Plus que jamais aujourd’hui, la mobilité apparaît comme cette « libération » à laquelle chacun a droit. Or, ce droit est encore entravé par des contraintes de moins en moins acceptées socialement. Qui n’a jamais dû réserver ses vacances trois mois en avance, ou attendre trois heures à l’aéroport ? Surf Air s’attaque au problème et permet d’embarquer 15 minutes avant le vol. Une autre attente forte est d’en avoir pour son argent. A cet égard, SNCF fait valoir que sa formule d’abonnement pour les jeunes est moins chère qu’un covoiturage Paris-Marseille. Autre exemple significatif : les assurances Pay as/how you drive intéressent de plus en plus de monde, principalement une cible qui entend bien rester maître de sa consommation. Ainsi, l’abonnement est un formidable levier de fidélisation amené à monter en puissance, mais c’est surtout un excellent système pour enfin passer de l’économie du transport à l’économie de la mobilité.
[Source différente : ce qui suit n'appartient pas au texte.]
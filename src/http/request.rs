//! Request descriptor and multipart form construction

use std::path::Path;

use reqwest::multipart::{Form, Part};
use reqwest::Body;
use url::Url;

use crate::config::{Config, Credentials, FormFields, FILE_FIELD};
use crate::error::{Result, SubmitError};
use crate::utils::{FileUtils, UrlUtils};

/// The uploaded file, held open until the request body has been sent
#[derive(Debug)]
pub struct FilePart {
    pub file_name: String,
    pub length: u64,
    file: tokio::fs::File,
}

impl FilePart {
    /// Open `path` for upload. Fails with `FileAccess` if it is missing,
    /// not a regular file, or unreadable.
    pub async fn open(path: &Path) -> Result<Self> {
        FileUtils::check_file_readable(path)?;

        let access_error = |source| SubmitError::FileAccess {
            path: path.to_path_buf(),
            source,
        };
        let file = tokio::fs::File::open(path).await.map_err(access_error)?;
        let length = file.metadata().await.map_err(access_error)?.len();

        let file_name = path
            .file_name()
            .map(|name| name.to_string_lossy().into_owned())
            .unwrap_or_else(|| FILE_FIELD.to_string());

        Ok(Self {
            file_name,
            length,
            file,
        })
    }

    fn into_part(self) -> Result<Part> {
        let part = Part::stream_with_length(Body::from(self.file), self.length)
            .file_name(self.file_name)
            .mime_str("application/octet-stream")?;
        Ok(part)
    }
}

/// Everything one submission needs; built right before the request and
/// consumed by it.
#[derive(Debug)]
pub struct Submission {
    pub url: Url,
    pub fields: FormFields,
    pub file: FilePart,
    pub credentials: Option<Credentials>,
}

impl Submission {
    /// Build the descriptor from configuration, opening the upload file.
    pub async fn open(config: &Config) -> Result<Self> {
        let url = UrlUtils::validate_url(&config.url)?;
        let file = FilePart::open(&config.file_path).await?;
        log::debug!(
            "opened {:?} ({} bytes) as {}",
            config.file_path,
            file.length,
            FILE_FIELD
        );

        Ok(Self {
            url,
            fields: config.form.clone(),
            file,
            credentials: config.credentials.clone(),
        })
    }

    /// Split into the target URL, the multipart body and the credentials
    pub fn into_form(self) -> Result<(Url, Form, Option<Credentials>)> {
        let mut form = Form::new();
        for (name, value) in self.fields.pairs() {
            form = form.text(name, value.to_string());
        }
        let form = form.part(FILE_FIELD, self.file.into_part()?);
        Ok((self.url, form, self.credentials))
    }
}

#[cfg(test)]
mod tests {
    use super::{FilePart, Submission};
    use crate::config::Config;
    use crate::error::SubmitError;
    use tempfile::tempdir;

    #[tokio::test]
    async fn file_part_reports_missing_file() {
        let temp = tempdir().expect("tempdir");
        let err = FilePart::open(&temp.path().join("missing.teIn"))
            .await
            .expect_err("missing file");
        assert!(matches!(err, SubmitError::FileAccess { .. }));
    }

    #[tokio::test]
    async fn file_part_uses_final_path_component() {
        let temp = tempdir().expect("tempdir");
        let path = temp.path().join("HW5-Exp-1.1b.teIn");
        std::fs::write(&path, "51 Q0 doc 1 1.0 run\n").expect("write");

        let part = FilePart::open(&path).await.expect("open");
        assert_eq!(part.file_name, "HW5-Exp-1.1b.teIn");
        assert_eq!(part.length, 20);
    }

    #[tokio::test]
    async fn submission_validates_url_before_opening_file() {
        let config = Config {
            url: "ftp://example.com/nes.cgi".to_string(),
            ..Config::default()
        };
        let err = Submission::open(&config).await.expect_err("bad url");
        assert!(matches!(err, SubmitError::InvalidUrl(_)));
    }
}
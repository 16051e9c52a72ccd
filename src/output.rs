//! Output formatting and display utilities

use crate::config::OutputConfig;
use crate::error::Result;
use encoding_rs::{Encoding, UTF_8};
use std::fs::File;
use std::io::{self, Write};
use std::path::Path;
use url::Url;


/// Output writer that handles file vs stdout
pub struct OutputWriter {
    config: OutputConfig,
}

impl OutputWriter {
    pub fn new(config: OutputConfig) -> Self {
        Self { config }
    }

    /// Write content to configured output
    pub fn write(&self, content: &str) -> Result<()> {
        if let Some(file_path) = &self.config.file {
            self.write_to_file(content, file_path)
        } else {
            self.write_to_stdout(content)
        }
    }

    /// Write error message
    pub fn write_error(&self, message: &str) {
        if !self.config.silent {
            eprintln!("nes-submit: error: {}", message);
        }
    }

    fn write_to_file(&self, content: &str, file_path: &Path) -> Result<()> {
        let mut file = File::create(file_path)?;
        file.write_all(content.as_bytes())?;
        Ok(())
    }

    fn write_to_stdout(&self, content: &str) -> Result<()> {
        let mut stdout = io::stdout().lock();
        writeln!(stdout, "{}", content)?;
        stdout.flush()?;
        Ok(())
    }
}

/// Pull the `charset` parameter out of a Content-Type value
pub fn extract_charset(content_type: Option<&str>) -> Option<String> {
    content_type?.split(';').skip(1).find_map(|param| {
        let (key, value) = param.split_once('=')?;
        if key.trim().eq_ignore_ascii_case("charset") {
            Some(value.trim().trim_matches('"').to_ascii_lowercase())
        } else {
            None
        }
    })
}

/// Decode a response body using its declared charset, falling back to
/// UTF-8. Invalid sequences are replaced rather than rejected.
pub fn decode_body_with_charset(body: Vec<u8>, content_type: Option<&str>) -> Result<String> {
    let encoding = extract_charset(content_type)
        .and_then(|label| Encoding::for_label(label.as_bytes()))
        .unwrap_or(UTF_8);
    let (text, _, had_errors) = encoding.decode(&body);
    if had_errors {
        log::debug!("response body is not valid {}", encoding.name());
    }
    Ok(text.into_owned())
}

/// Dump the outgoing request line and headers to stderr, curl style
pub fn write_verbose_request_headers(request: &reqwest::Request) {
    let url = request.url();
    eprintln!("> {} {}", request.method(), request_path(url));

    if let Some(host) = url.host_str() {
        let host = match url.port() {
            Some(port) => format!("{}:{}", host, port),
            None => host.to_string(),
        };
        eprintln!("> Host: {}", host);
    }

    for (name, value) in request.headers().iter() {
        if *name == reqwest::header::AUTHORIZATION {
            eprintln!("> {}: Basic <redacted>", name);
            continue;
        }
        let value = value.to_str().unwrap_or("<non-utf8>");
        eprintln!("> {}: {}", name, value);
    }
    eprintln!(">");
}

fn request_path(url: &Url) -> String {
    match url[url::Position::BeforePath..].trim() {
        "" => "/".to_string(),
        path => path.to_string(),
    }
}
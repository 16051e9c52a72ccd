//! HTTP response handling and formatting

use crate::error::{Result, SubmitError};
use reqwest::StatusCode;

/// Line break marker the evaluation CGI puts between result lines
pub const LINE_BREAK_TAG: &str = "<br />";

/// Replace every literal `<br />` with a newline. Other spellings
/// (`<br>`, `<br/>`) are left untouched.
pub fn replace_line_breaks(body: &str) -> String {
    body.replace(LINE_BREAK_TAG, "\n")
}

/// Map a response status onto success or a rejection error carrying the
/// (already formatted) body.
pub fn classify_status(status: StatusCode, body: String) -> Result<String> {
    if status.is_success() {
        return Ok(body);
    }
    match status {
        StatusCode::UNAUTHORIZED | StatusCode::FORBIDDEN => {
            Err(SubmitError::AuthRejected { status, body })
        }
        s if s.is_server_error() => Err(SubmitError::ServerError { status, body }),
        _ => Err(SubmitError::RequestRejected { status, body }),
    }
}

#[cfg(test)]
mod tests {
    use super::{classify_status, replace_line_breaks};
    use crate::error::SubmitError;
    use reqwest::StatusCode;

    #[test]
    fn replace_line_breaks_handles_every_occurrence() {
        let text = replace_line_breaks("Result:<br />OK<br />Done");
        assert_eq!(text, "Result:\nOK\nDone");
        assert!(!text.contains("<br />"));
    }

    #[test]
    fn replace_line_breaks_is_single_complete_pass() {
        let inputs = [
            "<br /><br /><br />",
            "a<br /<br />>b",
            "<br /><br />x<br />",
            "",
        ];
        for input in inputs {
            let once = replace_line_breaks(input);
            assert_eq!(replace_line_breaks(&once), once, "input {:?}", input);
        }
        assert_eq!(replace_line_breaks("a<br /<br />>b"), "a<br /\n>b");
    }

    #[test]
    fn replace_line_breaks_passes_clean_text_through() {
        let raw = "P@10 0.3100\n<br>alpha-nDCG<br/> 0.41 <b>ok</b>";
        assert_eq!(replace_line_breaks(raw), raw);
    }

    #[test]
    fn classify_status_accepts_2xx() {
        let body = classify_status(StatusCode::OK, "ok".to_string()).expect("success");
        assert_eq!(body, "ok");
        assert!(classify_status(StatusCode::ACCEPTED, String::new()).is_ok());
    }

    #[test]
    fn classify_status_separates_rejections() {
        let err = classify_status(StatusCode::UNAUTHORIZED, "denied".to_string())
            .expect_err("401");
        assert!(matches!(err, SubmitError::AuthRejected { .. }));
        assert_eq!(err.body(), Some("denied"));

        let err = classify_status(StatusCode::FORBIDDEN, String::new()).expect_err("403");
        assert!(matches!(err, SubmitError::AuthRejected { .. }));

        let err = classify_status(StatusCode::NOT_FOUND, String::new()).expect_err("404");
        assert!(matches!(err, SubmitError::RequestRejected { .. }));

        let err = classify_status(StatusCode::INTERNAL_SERVER_ERROR, String::new())
            .expect_err("500");
        assert!(matches!(err, SubmitError::ServerError { .. }));
    }
}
L’automobile se numérise et se « servicialise »

In fine, cette appétence pour l’abonnement et le paiement à l’usage nous en dit long sur la mobilité en devenir. Tout d’abord, l’automobile n’est plus un objet statutaire, mais un service numérique investi par les objets connectés (GPS, tableaux de bord…), dont l’utilisation se fait au forfait.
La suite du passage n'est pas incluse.